If there's one thing the game does perfectly, it's how it conveys the feeling of desperation. Too bad it's not always for the best.
To start, defense games don't always have this amount of story involvement. The typical story rarely goes beyond 'the bad guys are coming, stop them!' In Last Town, however, you play the desperate town mayor and actively make decisions between levels ('days') that shape how the game will be played. Some outcomes are inevitable and feel a bit contrived, but it does add extra depth that is welcome in this game genre. And while the dialogue and jokes were nothing spectacular, it did lend a quirky quality and tone. The story is bleak, but it doesn't take itself too seriously.
I found the battles to be frustrating affairs. You can add characters to the battle map based on the amount of apples generated, and as you add characters the apple cost per character increases. This often puts you in a tough spot of either saving up for one stronger character with projectile weapons, or a couple weaker melee characters. But the apple regeneration is very slow and the enemies can overwhelm so quickly that by the time you realize it your defense has been decimated.
Also, the characters attack at an ungodly slow rate. If I wasn't playing this at work I'd be screaming at the screen. (I realize this is a fantasy game, but please, let's be realistic on this point).

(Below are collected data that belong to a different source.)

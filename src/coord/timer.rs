use std::collections::HashMap;
use std::time::Duration;

use tokio::time::Instant;

use crate::coord::core::ProcessId;

/// Step of a wave election that runs after the propagation delay
#[derive(Debug, Clone, Copy, PartialEq, Eq, Hash, PartialOrd, Ord)]
pub enum WaveStep {
    /// Send ELECTION to every child
    Forward,
    /// Send the aggregated ACK to the parent
    Report,
    /// Root only: announce the winner
    Announce,
}

/// Identifies a pending timer. Scheduling a key that is already pending replaces it.
#[derive(Debug, Clone, Copy, PartialEq, Eq, Hash, PartialOrd, Ord)]
pub enum TimerKey {
    /// Bully: give up waiting for OK in the given election attempt
    ElectionTimeout { attempt: u64 },
    /// Bully: time to PING the leader
    Heartbeat,
    /// Bully: PONG did not arrive in time
    PongDeadline,
    /// Tree: delayed wave step
    Wave {
        election_id: ProcessId,
        step: WaveStep,
    },
}

/// Deadline table driven by the process event loop
#[derive(Debug, Default)]
pub struct Timers {
    deadlines: HashMap<TimerKey, Instant>,
}

impl Timers {
    pub fn new() -> Self {
        Self::default()
    }

    /// Arms `key` to fire `after` from `now`, replacing any earlier deadline for it
    pub fn schedule(&mut self, key: TimerKey, now: Instant, after: Duration) {
        self.deadlines.insert(key, now + after);
    }

    /// Disarms `key`; returns whether it was pending
    pub fn cancel(&mut self, key: &TimerKey) -> bool {
        self.deadlines.remove(key).is_some()
    }

    pub fn is_pending(&self, key: &TimerKey) -> bool {
        self.deadlines.contains_key(key)
    }

    /// Earliest pending deadline
    pub fn next_deadline(&self) -> Option<Instant> {
        self.deadlines.values().min().copied()
    }

    /// Removes and returns every timer due at `now`, earliest first
    pub fn expired(&mut self, now: Instant) -> Vec<TimerKey> {
        let mut due: Vec<(Instant, TimerKey)> = self
            .deadlines
            .iter()
            .filter(|(_, deadline)| **deadline <= now)
            .map(|(key, deadline)| (*deadline, *key))
            .collect();
        due.sort();
        for (_, key) in &due {
            self.deadlines.remove(key);
        }
        due.into_iter().map(|(_, key)| key).collect()
    }

    pub fn len(&self) -> usize {
        self.deadlines.len()
    }

    pub fn is_empty(&self) -> bool {
        self.deadlines.is_empty()
    }
}

#[cfg(test)]
mod tests {
    use super::*;

    #[test]
    fn test_expired_in_deadline_order() {
        let now = Instant::now();
        let mut timers = Timers::new();
        timers.schedule(TimerKey::Heartbeat, now, Duration::from_millis(30));
        timers.schedule(TimerKey::PongDeadline, now, Duration::from_millis(10));
        timers.schedule(
            TimerKey::ElectionTimeout { attempt: 1 },
            now,
            Duration::from_millis(100),
        );

        assert_eq!(timers.next_deadline(), Some(now + Duration::from_millis(10)));
        let due = timers.expired(now + Duration::from_millis(50));
        assert_eq!(due, vec![TimerKey::PongDeadline, TimerKey::Heartbeat]);
        assert_eq!(timers.len(), 1);
        assert!(timers.is_pending(&TimerKey::ElectionTimeout { attempt: 1 }));
    }

    #[test]
    fn test_reschedule_replaces_and_cancel_disarms() {
        let now = Instant::now();
        let mut timers = Timers::new();
        timers.schedule(TimerKey::Heartbeat, now, Duration::from_millis(10));
        timers.schedule(TimerKey::Heartbeat, now, Duration::from_millis(40));
        assert!(timers.expired(now + Duration::from_millis(20)).is_empty());

        assert!(timers.cancel(&TimerKey::Heartbeat));
        assert!(!timers.cancel(&TimerKey::Heartbeat));
        assert!(timers.is_empty());
        assert_eq!(timers.next_deadline(), None);
    }
}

A big problem is the way the icons in battle are displayed. The character costs (at the top of the screen) are not displayed until you put your cursor over them, and the costs frequently change as characters are killed. And the special attacks are placed at the bottom of the screen, and you acquire them without warning. This means you are continually scanning on the top of the screen to see if you can buy a character, or scanning the bottom of the screen in hopes a power-up has been acquired. So you spend very little time actually watching the battle take place. It adds to the desperate/frantic feel of the game, but it's unnecessarily time-consuming takes the focus away from the battle and any possible strategy.
The upgrade system is very extensive, so extensive that many upgrades will go untouched. There are upgrades that improve everyone's armor or HP, as well as individual upgrades and added abilities. Yet, I never got the feeling that I was too powerful for the advancing enemies. You really feel like you're barely keeping up. But in the end the gameplay mechanics forced me to only use a few characters if I wanted even a chance at making it through a level. Thus both strategy and creativity are thrown out the window.
I had to force myself to finish the game. It was frustrating. Poor little town...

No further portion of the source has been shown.